*** Data for the task ***

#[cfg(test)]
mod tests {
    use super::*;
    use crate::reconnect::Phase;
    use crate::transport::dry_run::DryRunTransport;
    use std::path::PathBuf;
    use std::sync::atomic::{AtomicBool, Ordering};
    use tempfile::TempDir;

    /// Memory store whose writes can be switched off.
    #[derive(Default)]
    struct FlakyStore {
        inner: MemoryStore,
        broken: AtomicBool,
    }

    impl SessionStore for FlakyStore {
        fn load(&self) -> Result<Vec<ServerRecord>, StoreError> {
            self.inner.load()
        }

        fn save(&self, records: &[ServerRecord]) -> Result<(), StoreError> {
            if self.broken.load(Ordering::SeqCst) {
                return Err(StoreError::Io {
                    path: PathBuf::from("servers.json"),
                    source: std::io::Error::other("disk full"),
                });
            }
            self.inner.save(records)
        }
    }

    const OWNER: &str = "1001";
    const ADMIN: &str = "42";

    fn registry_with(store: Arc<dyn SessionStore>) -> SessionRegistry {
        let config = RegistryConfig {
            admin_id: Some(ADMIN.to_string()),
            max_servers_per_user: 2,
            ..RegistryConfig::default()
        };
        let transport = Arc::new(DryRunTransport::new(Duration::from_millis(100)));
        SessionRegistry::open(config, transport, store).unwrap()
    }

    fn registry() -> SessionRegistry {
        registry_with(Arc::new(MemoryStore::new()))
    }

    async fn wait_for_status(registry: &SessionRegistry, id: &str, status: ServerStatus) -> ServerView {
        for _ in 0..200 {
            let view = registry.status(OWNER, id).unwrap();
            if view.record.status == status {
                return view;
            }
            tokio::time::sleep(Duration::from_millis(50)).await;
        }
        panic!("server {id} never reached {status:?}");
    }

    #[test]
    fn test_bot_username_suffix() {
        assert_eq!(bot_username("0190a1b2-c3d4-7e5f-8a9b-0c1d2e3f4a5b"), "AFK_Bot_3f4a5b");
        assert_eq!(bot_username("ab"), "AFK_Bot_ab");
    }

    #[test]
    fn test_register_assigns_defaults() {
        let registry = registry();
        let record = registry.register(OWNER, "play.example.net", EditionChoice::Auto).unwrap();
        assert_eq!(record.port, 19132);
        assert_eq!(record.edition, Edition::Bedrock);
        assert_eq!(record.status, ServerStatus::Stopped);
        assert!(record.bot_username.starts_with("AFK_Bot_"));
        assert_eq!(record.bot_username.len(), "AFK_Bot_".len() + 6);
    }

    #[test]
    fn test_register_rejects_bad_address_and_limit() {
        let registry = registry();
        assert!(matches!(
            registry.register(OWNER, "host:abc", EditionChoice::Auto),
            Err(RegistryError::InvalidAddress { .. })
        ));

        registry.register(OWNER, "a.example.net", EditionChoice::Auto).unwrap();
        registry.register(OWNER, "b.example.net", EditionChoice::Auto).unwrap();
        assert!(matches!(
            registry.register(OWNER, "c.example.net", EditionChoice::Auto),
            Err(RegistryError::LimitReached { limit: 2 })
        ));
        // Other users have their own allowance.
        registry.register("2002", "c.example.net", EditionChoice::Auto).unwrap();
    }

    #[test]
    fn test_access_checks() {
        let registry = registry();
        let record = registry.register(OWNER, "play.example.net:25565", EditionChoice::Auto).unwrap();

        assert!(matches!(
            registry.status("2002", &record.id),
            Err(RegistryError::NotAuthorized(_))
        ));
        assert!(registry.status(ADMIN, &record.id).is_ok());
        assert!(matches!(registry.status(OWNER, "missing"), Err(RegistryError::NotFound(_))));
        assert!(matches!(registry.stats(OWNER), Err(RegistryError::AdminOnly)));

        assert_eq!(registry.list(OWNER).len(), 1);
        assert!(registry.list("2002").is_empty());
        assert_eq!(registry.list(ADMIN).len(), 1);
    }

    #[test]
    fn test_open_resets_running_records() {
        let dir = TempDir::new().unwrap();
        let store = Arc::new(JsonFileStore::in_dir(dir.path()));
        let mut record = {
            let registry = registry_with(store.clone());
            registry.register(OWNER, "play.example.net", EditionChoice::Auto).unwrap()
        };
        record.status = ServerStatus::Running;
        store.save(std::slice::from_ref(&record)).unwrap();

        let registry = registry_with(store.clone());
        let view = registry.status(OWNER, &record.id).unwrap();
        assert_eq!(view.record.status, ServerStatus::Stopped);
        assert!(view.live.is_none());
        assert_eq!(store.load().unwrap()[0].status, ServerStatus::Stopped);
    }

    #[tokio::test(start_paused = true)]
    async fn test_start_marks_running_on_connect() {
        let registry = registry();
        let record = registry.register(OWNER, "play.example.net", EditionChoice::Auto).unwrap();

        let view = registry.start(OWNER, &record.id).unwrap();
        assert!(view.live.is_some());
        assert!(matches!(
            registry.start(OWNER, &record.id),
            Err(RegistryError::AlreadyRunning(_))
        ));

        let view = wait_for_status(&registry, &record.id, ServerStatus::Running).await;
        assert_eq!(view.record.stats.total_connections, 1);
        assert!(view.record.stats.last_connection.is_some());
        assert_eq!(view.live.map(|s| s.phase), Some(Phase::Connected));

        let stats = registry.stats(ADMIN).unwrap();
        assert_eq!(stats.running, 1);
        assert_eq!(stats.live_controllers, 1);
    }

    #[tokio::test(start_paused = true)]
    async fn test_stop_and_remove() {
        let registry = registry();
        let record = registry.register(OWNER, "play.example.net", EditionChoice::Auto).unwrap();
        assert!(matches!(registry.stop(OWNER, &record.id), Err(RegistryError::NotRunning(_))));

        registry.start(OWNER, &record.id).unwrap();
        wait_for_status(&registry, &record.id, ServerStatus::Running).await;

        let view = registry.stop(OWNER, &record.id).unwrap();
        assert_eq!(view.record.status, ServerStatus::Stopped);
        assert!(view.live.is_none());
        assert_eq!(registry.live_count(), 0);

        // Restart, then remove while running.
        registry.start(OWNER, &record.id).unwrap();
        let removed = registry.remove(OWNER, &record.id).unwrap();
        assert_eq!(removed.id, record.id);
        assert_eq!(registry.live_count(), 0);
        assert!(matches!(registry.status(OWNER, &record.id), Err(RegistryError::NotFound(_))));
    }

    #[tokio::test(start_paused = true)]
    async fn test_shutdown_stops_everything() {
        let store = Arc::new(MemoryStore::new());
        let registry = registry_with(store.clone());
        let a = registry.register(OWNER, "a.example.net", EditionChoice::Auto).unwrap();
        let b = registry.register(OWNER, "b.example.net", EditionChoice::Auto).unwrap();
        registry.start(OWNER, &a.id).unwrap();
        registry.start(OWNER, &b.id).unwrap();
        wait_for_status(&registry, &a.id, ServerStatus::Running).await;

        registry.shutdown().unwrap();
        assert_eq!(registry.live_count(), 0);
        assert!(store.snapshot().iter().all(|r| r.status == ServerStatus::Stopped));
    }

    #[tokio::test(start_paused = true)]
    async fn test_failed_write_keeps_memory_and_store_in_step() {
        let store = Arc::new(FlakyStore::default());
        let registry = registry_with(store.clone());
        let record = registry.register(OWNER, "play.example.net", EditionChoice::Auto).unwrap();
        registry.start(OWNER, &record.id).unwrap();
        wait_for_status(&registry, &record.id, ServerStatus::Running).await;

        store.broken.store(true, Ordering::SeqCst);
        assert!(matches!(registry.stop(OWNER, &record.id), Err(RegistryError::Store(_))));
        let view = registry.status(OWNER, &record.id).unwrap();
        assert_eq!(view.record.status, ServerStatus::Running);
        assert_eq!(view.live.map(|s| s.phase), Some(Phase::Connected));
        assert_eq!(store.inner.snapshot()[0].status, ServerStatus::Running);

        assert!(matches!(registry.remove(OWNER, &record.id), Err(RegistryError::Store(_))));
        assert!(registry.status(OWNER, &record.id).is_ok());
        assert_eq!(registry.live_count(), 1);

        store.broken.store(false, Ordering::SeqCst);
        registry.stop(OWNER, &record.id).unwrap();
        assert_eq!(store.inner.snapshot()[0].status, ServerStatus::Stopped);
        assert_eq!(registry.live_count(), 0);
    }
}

*** End of Data for the task ***

Task details: From the entries, give the number of lines where the string "Result" is found, and nothing else.

Answer section: 2